What the exercise asks :: Of the entries below, return only those lines from the line with "filename crates/codevis-core/src/lib.rs" to the line with "pub mod facts;", exactly, both included.

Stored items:
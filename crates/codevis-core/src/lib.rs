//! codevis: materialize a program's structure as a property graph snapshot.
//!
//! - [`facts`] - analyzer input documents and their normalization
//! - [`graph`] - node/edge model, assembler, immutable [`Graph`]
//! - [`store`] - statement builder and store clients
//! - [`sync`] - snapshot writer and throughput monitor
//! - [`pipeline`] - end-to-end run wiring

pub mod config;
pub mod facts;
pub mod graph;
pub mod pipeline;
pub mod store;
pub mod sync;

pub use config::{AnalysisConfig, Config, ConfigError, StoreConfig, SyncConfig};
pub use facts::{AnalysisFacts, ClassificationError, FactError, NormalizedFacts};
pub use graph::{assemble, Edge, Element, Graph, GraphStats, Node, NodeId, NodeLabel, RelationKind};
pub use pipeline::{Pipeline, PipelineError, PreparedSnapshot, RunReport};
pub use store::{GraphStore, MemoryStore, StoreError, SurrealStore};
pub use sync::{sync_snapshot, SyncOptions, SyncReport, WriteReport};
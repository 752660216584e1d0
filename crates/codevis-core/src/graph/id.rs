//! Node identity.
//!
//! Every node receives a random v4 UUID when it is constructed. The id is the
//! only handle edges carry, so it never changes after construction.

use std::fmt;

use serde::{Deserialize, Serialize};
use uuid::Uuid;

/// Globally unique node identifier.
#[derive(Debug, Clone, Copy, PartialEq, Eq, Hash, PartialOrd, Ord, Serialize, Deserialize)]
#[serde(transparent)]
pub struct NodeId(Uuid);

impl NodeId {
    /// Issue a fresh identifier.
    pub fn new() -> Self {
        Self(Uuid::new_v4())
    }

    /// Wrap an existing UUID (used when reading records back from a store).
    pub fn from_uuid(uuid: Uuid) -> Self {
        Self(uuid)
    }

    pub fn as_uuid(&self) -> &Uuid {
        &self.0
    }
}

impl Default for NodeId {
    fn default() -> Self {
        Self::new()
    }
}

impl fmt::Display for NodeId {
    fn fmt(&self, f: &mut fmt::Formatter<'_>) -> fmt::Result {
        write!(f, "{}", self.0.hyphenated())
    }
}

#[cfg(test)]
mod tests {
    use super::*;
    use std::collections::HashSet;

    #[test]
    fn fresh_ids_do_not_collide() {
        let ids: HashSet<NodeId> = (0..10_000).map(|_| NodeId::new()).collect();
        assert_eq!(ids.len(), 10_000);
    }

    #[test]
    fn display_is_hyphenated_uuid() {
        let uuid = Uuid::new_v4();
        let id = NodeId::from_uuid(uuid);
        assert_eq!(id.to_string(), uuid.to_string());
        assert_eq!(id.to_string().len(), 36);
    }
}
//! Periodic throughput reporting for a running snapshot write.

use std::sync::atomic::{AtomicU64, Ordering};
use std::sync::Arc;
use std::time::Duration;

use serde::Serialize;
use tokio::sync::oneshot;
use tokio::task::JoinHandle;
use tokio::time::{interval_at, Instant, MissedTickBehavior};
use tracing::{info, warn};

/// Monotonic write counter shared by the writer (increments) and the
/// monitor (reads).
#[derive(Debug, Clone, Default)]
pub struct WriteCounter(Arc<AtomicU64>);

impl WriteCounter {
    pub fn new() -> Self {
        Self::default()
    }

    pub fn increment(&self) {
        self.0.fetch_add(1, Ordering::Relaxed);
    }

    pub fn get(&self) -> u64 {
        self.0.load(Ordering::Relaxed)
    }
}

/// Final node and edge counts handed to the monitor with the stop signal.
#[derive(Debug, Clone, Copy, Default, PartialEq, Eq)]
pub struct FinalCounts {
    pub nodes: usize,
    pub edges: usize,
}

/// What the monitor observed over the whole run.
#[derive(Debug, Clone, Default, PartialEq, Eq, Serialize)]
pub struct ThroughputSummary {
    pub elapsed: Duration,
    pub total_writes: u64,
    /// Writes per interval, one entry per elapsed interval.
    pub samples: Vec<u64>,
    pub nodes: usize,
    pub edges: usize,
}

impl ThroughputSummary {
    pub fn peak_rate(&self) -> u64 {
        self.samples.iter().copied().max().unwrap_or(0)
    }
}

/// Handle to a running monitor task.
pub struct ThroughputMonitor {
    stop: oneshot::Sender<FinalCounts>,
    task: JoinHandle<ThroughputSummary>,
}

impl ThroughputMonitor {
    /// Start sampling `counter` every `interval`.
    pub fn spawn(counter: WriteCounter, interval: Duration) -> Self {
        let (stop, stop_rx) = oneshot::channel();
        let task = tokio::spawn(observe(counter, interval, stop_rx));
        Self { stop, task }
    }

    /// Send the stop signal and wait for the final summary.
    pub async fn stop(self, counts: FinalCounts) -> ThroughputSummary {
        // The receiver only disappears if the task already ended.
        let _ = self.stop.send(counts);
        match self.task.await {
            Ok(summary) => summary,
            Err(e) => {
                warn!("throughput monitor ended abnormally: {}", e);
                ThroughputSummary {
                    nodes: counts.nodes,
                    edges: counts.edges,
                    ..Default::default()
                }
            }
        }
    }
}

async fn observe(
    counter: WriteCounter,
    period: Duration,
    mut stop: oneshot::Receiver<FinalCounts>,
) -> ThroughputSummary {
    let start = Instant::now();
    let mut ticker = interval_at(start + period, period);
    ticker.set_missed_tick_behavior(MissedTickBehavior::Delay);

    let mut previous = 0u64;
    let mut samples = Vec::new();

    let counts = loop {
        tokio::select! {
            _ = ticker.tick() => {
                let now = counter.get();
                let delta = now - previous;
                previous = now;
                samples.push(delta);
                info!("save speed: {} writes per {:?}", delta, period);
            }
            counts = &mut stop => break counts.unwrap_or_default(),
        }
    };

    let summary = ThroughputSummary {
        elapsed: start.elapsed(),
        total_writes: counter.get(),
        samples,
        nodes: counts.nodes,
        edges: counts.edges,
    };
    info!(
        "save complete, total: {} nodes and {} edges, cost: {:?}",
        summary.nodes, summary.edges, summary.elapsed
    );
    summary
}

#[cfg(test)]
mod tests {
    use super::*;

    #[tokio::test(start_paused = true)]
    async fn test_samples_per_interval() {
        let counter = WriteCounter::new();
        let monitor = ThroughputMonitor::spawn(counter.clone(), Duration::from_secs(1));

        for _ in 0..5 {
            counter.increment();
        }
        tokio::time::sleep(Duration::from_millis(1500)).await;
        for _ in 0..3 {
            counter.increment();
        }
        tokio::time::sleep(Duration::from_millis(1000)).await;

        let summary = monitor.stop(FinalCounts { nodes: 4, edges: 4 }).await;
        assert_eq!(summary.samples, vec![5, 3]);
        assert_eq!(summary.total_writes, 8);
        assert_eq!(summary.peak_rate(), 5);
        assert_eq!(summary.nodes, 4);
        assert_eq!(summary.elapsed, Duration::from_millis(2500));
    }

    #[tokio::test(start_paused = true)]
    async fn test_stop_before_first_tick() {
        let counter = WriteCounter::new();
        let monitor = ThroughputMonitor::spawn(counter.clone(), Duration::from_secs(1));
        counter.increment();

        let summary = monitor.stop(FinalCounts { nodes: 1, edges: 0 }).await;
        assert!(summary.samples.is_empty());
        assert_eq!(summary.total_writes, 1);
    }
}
---
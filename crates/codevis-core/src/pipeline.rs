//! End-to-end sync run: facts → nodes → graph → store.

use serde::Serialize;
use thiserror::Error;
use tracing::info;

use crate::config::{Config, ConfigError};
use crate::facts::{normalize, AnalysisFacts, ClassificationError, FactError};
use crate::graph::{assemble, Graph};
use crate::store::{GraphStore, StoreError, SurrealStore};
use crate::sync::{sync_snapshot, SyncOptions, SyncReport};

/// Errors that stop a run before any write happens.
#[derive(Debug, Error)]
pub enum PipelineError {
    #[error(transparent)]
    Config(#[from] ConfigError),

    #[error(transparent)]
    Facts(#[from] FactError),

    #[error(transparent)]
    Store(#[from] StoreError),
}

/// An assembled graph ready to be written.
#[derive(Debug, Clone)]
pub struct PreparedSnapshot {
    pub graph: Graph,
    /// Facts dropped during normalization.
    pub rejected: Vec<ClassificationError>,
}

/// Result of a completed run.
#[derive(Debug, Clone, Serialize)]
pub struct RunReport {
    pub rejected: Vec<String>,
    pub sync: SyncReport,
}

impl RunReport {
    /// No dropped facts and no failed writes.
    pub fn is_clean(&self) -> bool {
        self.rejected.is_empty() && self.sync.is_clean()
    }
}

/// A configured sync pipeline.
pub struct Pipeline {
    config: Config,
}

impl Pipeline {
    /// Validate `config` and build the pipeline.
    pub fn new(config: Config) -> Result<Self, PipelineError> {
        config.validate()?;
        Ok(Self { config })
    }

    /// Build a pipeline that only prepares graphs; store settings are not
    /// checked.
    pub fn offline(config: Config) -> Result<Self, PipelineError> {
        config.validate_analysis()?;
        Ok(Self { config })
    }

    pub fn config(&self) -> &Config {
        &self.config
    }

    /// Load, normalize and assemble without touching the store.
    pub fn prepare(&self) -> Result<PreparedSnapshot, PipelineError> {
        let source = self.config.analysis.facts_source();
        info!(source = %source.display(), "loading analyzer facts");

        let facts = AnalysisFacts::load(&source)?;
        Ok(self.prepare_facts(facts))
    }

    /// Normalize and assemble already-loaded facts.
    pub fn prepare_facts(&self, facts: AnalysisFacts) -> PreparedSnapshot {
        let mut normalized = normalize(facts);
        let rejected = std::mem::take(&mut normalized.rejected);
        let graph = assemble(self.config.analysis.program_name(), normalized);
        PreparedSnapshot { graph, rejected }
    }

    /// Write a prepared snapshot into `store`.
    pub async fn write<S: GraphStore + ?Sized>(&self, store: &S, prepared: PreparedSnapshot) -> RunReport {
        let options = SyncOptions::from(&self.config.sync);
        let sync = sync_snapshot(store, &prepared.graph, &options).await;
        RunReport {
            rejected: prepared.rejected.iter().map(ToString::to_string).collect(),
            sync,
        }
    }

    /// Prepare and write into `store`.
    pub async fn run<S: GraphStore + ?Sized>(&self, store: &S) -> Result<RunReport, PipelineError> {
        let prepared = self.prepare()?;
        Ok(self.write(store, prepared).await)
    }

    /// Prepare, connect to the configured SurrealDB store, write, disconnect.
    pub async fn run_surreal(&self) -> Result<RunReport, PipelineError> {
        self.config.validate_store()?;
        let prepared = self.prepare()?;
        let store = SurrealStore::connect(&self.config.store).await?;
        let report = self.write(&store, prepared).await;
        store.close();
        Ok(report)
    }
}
==
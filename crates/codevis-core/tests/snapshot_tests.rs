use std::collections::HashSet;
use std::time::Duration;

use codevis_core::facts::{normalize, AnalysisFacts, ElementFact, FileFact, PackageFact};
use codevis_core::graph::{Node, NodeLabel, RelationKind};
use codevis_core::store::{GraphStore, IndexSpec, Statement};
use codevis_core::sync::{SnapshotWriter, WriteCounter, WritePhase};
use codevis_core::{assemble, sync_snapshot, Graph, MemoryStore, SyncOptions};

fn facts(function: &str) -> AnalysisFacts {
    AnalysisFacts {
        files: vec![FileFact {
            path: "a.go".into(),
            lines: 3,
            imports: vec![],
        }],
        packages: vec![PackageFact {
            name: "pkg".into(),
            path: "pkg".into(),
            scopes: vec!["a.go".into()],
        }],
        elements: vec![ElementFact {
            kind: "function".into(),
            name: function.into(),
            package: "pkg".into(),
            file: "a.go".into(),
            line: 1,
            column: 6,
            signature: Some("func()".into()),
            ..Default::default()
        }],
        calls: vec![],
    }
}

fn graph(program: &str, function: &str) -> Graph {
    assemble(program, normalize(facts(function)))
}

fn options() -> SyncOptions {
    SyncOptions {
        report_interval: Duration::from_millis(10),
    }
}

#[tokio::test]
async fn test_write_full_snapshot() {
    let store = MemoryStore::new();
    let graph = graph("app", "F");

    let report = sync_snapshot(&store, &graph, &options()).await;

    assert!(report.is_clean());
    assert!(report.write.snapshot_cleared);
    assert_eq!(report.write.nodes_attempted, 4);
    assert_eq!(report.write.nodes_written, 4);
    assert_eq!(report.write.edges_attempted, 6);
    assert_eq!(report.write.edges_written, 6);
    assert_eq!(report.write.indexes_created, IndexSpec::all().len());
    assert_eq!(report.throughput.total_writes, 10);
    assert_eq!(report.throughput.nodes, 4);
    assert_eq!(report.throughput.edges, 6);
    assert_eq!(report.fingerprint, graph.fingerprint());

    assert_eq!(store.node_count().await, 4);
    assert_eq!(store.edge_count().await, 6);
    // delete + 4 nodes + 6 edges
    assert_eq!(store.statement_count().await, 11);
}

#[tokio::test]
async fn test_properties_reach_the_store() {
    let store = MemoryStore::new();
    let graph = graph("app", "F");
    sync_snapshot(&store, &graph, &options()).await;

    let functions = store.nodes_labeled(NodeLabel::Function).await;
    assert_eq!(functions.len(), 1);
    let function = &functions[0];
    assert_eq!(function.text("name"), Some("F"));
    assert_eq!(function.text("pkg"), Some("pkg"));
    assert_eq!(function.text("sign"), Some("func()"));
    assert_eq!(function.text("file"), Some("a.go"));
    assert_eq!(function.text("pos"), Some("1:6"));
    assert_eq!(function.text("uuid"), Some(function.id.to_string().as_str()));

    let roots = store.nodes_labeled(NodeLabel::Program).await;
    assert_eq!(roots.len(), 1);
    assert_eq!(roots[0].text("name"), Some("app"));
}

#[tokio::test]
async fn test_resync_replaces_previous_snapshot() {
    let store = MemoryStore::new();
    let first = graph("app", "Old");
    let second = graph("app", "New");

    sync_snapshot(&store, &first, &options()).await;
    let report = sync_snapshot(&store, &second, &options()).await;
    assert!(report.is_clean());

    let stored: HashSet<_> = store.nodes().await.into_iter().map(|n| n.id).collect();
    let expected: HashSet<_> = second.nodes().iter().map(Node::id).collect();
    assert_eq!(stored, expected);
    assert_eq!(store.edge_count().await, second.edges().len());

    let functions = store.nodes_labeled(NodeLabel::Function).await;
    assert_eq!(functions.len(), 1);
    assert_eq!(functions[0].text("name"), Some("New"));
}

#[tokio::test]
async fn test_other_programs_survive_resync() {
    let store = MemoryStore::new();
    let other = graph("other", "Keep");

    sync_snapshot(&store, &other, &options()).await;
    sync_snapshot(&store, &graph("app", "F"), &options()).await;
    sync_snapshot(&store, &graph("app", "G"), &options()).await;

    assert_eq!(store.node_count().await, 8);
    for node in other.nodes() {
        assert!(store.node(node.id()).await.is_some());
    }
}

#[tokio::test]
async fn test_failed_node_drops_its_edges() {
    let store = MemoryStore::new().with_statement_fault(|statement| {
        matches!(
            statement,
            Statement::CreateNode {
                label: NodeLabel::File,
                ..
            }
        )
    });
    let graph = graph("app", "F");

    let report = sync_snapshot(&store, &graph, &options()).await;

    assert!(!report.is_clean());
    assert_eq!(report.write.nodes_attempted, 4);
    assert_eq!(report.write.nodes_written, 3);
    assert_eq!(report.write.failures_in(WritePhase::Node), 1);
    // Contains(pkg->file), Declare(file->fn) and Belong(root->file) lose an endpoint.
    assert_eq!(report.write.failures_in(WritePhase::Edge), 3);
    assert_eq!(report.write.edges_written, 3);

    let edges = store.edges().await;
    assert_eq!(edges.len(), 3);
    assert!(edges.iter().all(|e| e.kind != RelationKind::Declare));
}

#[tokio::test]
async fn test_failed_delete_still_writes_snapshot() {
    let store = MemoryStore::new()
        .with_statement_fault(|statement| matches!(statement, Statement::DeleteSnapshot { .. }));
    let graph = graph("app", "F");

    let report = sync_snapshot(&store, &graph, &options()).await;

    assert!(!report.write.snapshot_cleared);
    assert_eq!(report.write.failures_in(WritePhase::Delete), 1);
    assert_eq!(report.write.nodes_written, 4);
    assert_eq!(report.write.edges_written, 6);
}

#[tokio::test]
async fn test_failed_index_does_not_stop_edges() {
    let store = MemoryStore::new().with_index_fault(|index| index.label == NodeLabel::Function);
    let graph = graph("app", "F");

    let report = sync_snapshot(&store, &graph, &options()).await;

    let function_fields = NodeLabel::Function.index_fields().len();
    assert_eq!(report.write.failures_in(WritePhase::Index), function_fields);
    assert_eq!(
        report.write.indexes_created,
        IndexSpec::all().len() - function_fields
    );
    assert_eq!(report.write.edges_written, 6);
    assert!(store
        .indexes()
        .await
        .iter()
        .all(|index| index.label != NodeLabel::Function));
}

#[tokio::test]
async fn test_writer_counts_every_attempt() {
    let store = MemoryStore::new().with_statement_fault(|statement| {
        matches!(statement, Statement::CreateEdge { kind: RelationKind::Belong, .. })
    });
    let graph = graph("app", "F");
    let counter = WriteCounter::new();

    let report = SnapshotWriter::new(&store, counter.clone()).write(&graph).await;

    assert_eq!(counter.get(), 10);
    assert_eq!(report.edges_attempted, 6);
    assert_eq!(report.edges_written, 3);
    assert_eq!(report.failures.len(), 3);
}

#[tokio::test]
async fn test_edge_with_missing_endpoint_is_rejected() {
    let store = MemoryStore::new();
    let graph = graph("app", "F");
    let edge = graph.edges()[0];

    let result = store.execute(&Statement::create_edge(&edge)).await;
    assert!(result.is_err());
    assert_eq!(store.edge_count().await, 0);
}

Completed task ::
filename crates/codevis-core/src/lib.rs
//! codevis: materialize a program's structure as a property graph snapshot.
//!
//! - [`facts`] - analyzer input documents and their normalization
//! - [`graph`] - node/edge model, assembler, immutable [`Graph`]
//! - [`store`] - statement builder and store clients
//! - [`sync`] - snapshot writer and throughput monitor
//! - [`pipeline`] - end-to-end run wiring

pub mod config;
pub mod facts;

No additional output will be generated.